What troubles us is when lawyers of any administration, or of any private client for that matter, act without apparent hesitation to consider whether what the client asks of them is legally the right thing to do. In legal ethics, clients set the objective, and lawyers work within the law to achieve that objective. But there are limits on furthering a client’s objective.
Lawyers cannot counsel clients to do illegal things, for instance, and cannot assist clients with illegal actions. Lawyers are also encouraged to provide advice that’s not merely an interpretation of the law but also addresses “other considerations such as moral, economic, social and political factors, that may be relevant to the client’s situation.”
As Elihu Root famously said, according to Sol Linowitz, “About half the practice of a decent lawyer consists in telling would-be clients that they are damned fools and should stop.” We would have hoped that the government’s own lawyers would have told their client not to send these letters.
So why would Martin send these letters? If he was instructed to lean on groups that have been critical of the administration, that instruction appears to violate the First Amendment. If the president or the attorney general maintains an enemies list, the objective of “go after those enemies in every way possible” is not a permissible objective for a lawyer to pursue, in the same way that “pull every trick in the book in discovery” is not permissible.

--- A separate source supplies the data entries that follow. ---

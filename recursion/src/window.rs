//! Fixed-capacity ring of recently observed frames

use crate::types::FrameSignature;
use crate::types::RecursionFrame;
use serde::Deserialize;
use serde::Serialize;

/// A frame together with the signature it was counted under
#[derive(Debug, Clone, PartialEq, Eq, Serialize, Deserialize)]
pub struct WindowEntry {
    pub signature: FrameSignature,
    pub frame: RecursionFrame,
}

/// Arena of `capacity` slots with a cursor at the oldest entry.
///
/// The arena grows until full; after that each push overwrites the slot under
/// the cursor and advances it, so eviction is O(1) and memory stays bounded.
#[derive(Debug, Clone)]
pub struct FrameWindow {
    slots: Vec<WindowEntry>,
    cursor: usize,
    capacity: usize,
}

impl FrameWindow {
    pub fn with_capacity(capacity: usize) -> Self {
        let capacity = capacity.max(1);
        Self {
            slots: Vec::with_capacity(capacity),
            cursor: 0,
            capacity,
        }
    }

    /// Rebuild a window from entries ordered oldest first
    pub fn from_entries(capacity: usize, entries: impl IntoIterator<Item = WindowEntry>) -> Self {
        let mut window = Self::with_capacity(capacity);
        for entry in entries {
            window.push(entry);
        }
        window
    }

    /// Insert an entry, returning the evicted one once the window is full
    pub fn push(&mut self, entry: WindowEntry) -> Option<WindowEntry> {
        if self.slots.len() < self.capacity {
            self.slots.push(entry);
            return None;
        }

        let evicted = std::mem::replace(&mut self.slots[self.cursor], entry);
        self.cursor = (self.cursor + 1) % self.capacity;
        Some(evicted)
    }

    /// Entries from oldest to newest
    pub fn iter(&self) -> impl Iterator<Item = &WindowEntry> {
        let (newer, older) = self.slots.split_at(self.cursor);
        older.iter().chain(newer.iter())
    }

    pub fn count(&self, signature: &FrameSignature) -> usize {
        self.slots
            .iter()
            .filter(|entry| entry.signature == *signature)
            .count()
    }

    pub fn newest(&self) -> Option<&WindowEntry> {
        if self.slots.is_empty() {
            return None;
        }
        let idx = if self.slots.len() < self.capacity {
            self.slots.len() - 1
        } else {
            (self.cursor + self.capacity - 1) % self.capacity
        };
        self.slots.get(idx)
    }

    pub fn len(&self) -> usize {
        self.slots.len()
    }

    pub fn is_empty(&self) -> bool {
        self.slots.is_empty()
    }

    pub const fn capacity(&self) -> usize {
        self.capacity
    }
}

#[cfg(test)]
mod tests {
    use super::*;
    use crate::types::FrameId;
    use chrono::Utc;

    fn entry(seq: u64, signature: &str) -> WindowEntry {
        WindowEntry {
            signature: FrameSignature::new(signature),
            frame: RecursionFrame {
                id: FrameId(seq),
                function: signature.to_string(),
                arguments: String::new(),
                depth: seq as usize,
                entered_at: Utc::now(),
            },
        }
    }

    fn ids(window: &FrameWindow) -> Vec<u64> {
        window.iter().map(|e| e.frame.id.0).collect()
    }

    #[test]
    fn test_fills_then_evicts_oldest() {
        let mut window = FrameWindow::with_capacity(3);
        assert!(window.push(entry(1, "a")).is_none());
        assert!(window.push(entry(2, "b")).is_none());
        assert!(window.push(entry(3, "c")).is_none());
        assert_eq!(ids(&window), vec![1, 2, 3]);

        let evicted = window.push(entry(4, "d")).unwrap();
        assert_eq!(evicted.frame.id, FrameId(1));
        assert_eq!(ids(&window), vec![2, 3, 4]);

        window.push(entry(5, "e"));
        window.push(entry(6, "f"));
        window.push(entry(7, "g"));
        assert_eq!(ids(&window), vec![5, 6, 7]);
        assert_eq!(window.len(), 3);
    }

    #[test]
    fn test_newest_tracks_cursor() {
        let mut window = FrameWindow::with_capacity(2);
        assert!(window.newest().is_none());
        window.push(entry(1, "a"));
        assert_eq!(window.newest().unwrap().frame.id, FrameId(1));
        window.push(entry(2, "a"));
        window.push(entry(3, "a"));
        assert_eq!(window.newest().unwrap().frame.id, FrameId(3));
    }

    #[test]
    fn test_count_forgets_evicted_entries() {
        let mut window = FrameWindow::with_capacity(4);
        window.push(entry(1, "loop"));
        window.push(entry(2, "x"));
        window.push(entry(3, "y"));
        window.push(entry(4, "z"));
        assert_eq!(window.count(&FrameSignature::new("loop")), 1);

        window.push(entry(5, "w"));
        assert_eq!(window.count(&FrameSignature::new("loop")), 0);
    }

    #[test]
    fn test_from_entries_keeps_order() {
        let window = FrameWindow::from_entries(2, (1..=5).map(|i| entry(i, "s")));
        assert_eq!(ids(&window), vec![4, 5]);
    }

    #[test]
    fn test_zero_capacity_is_promoted() {
        let window = FrameWindow::with_capacity(0);
        assert_eq!(window.capacity(), 1);
    }
}
//! SHA-256 sealing of checkpoint payloads

use crate::types::DeepCheckpoint;
use serde::Deserialize;
use serde::Serialize;
use sha2::Digest as _;
use sha2::Sha256;
use std::fmt;

/// SHA-256 digest of a compressed payload
#[derive(Clone, Copy, PartialEq, Eq, Hash, Serialize, Deserialize)]
pub struct Digest([u8; 32]);

impl Digest {
    pub const fn from_bytes(bytes: [u8; 32]) -> Self {
        Self(bytes)
    }

    pub const fn as_bytes(&self) -> &[u8; 32] {
        &self.0
    }

    pub fn to_hex(&self) -> String {
        self.0.iter().map(|b| format!("{b:02x}")).collect()
    }
}

impl fmt::Display for Digest {
    fn fmt(&self, f: &mut fmt::Formatter<'_>) -> fmt::Result {
        f.write_str(&self.to_hex())
    }
}

impl fmt::Debug for Digest {
    fn fmt(&self, f: &mut fmt::Formatter<'_>) -> fmt::Result {
        write!(f, "Digest({})", &self.to_hex()[..16])
    }
}

/// Computes and checks payload digests. Comparison is exact.
#[derive(Debug, Clone, Copy, Default)]
pub struct IntegrityValidator;

impl IntegrityValidator {
    pub const fn new() -> Self {
        Self
    }

    pub fn hash(&self, payload: &[u8]) -> Digest {
        let mut hasher = Sha256::new();
        hasher.update(payload);
        let mut bytes = [0u8; 32];
        bytes.copy_from_slice(&hasher.finalize());
        Digest(bytes)
    }

    pub fn verify_payload(&self, payload: &[u8], digest: &Digest) -> bool {
        self.hash(payload) == *digest
    }

    /// Recompute the digest over the stored payload and compare
    pub fn verify(&self, checkpoint: &DeepCheckpoint) -> bool {
        self.verify_payload(&checkpoint.payload, &checkpoint.digest)
    }
}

And the Department of Justice knows this. It recently launched a working group to “identify instances where [government] conduct appears to have been designed to achieve political objectives or other improper aims rather than pursuing justice or legitimate governmental objectives.” If the Trump administration believes it would have been wrong for the Biden administration to abuse prosecutorial offices, how can it tolerate this behavior?
To be sure, it might seem easy for two tenured professors to say, “stand up to your boss,” because we enjoy incredible job security. We get that. But law is both a profession and a business. Lawyers must always remember one critical ethics rule: lawyers bear ethical responsibility for their choices.
Ultimately, enough is enough. Federal prosecutors should not use the power of the federal government to suppress views. And for the federal prosecutors who do so anyway, state bars have the right and the responsibility to investigate that behavior.
Benjamin P. Edwards is a professor of law at the William S. Boyd School of Law, University of Nevada, Las Vegas. Nancy B. Rapoport is Garman Turner Gordon Professor of Law at the William S. Boyd School of Law at UNLV, and an affiliate professor of business law and ethics in its Lee Business School. The authors write in their personal capacity and not on behalf of the University of Nevada, Las Vegas.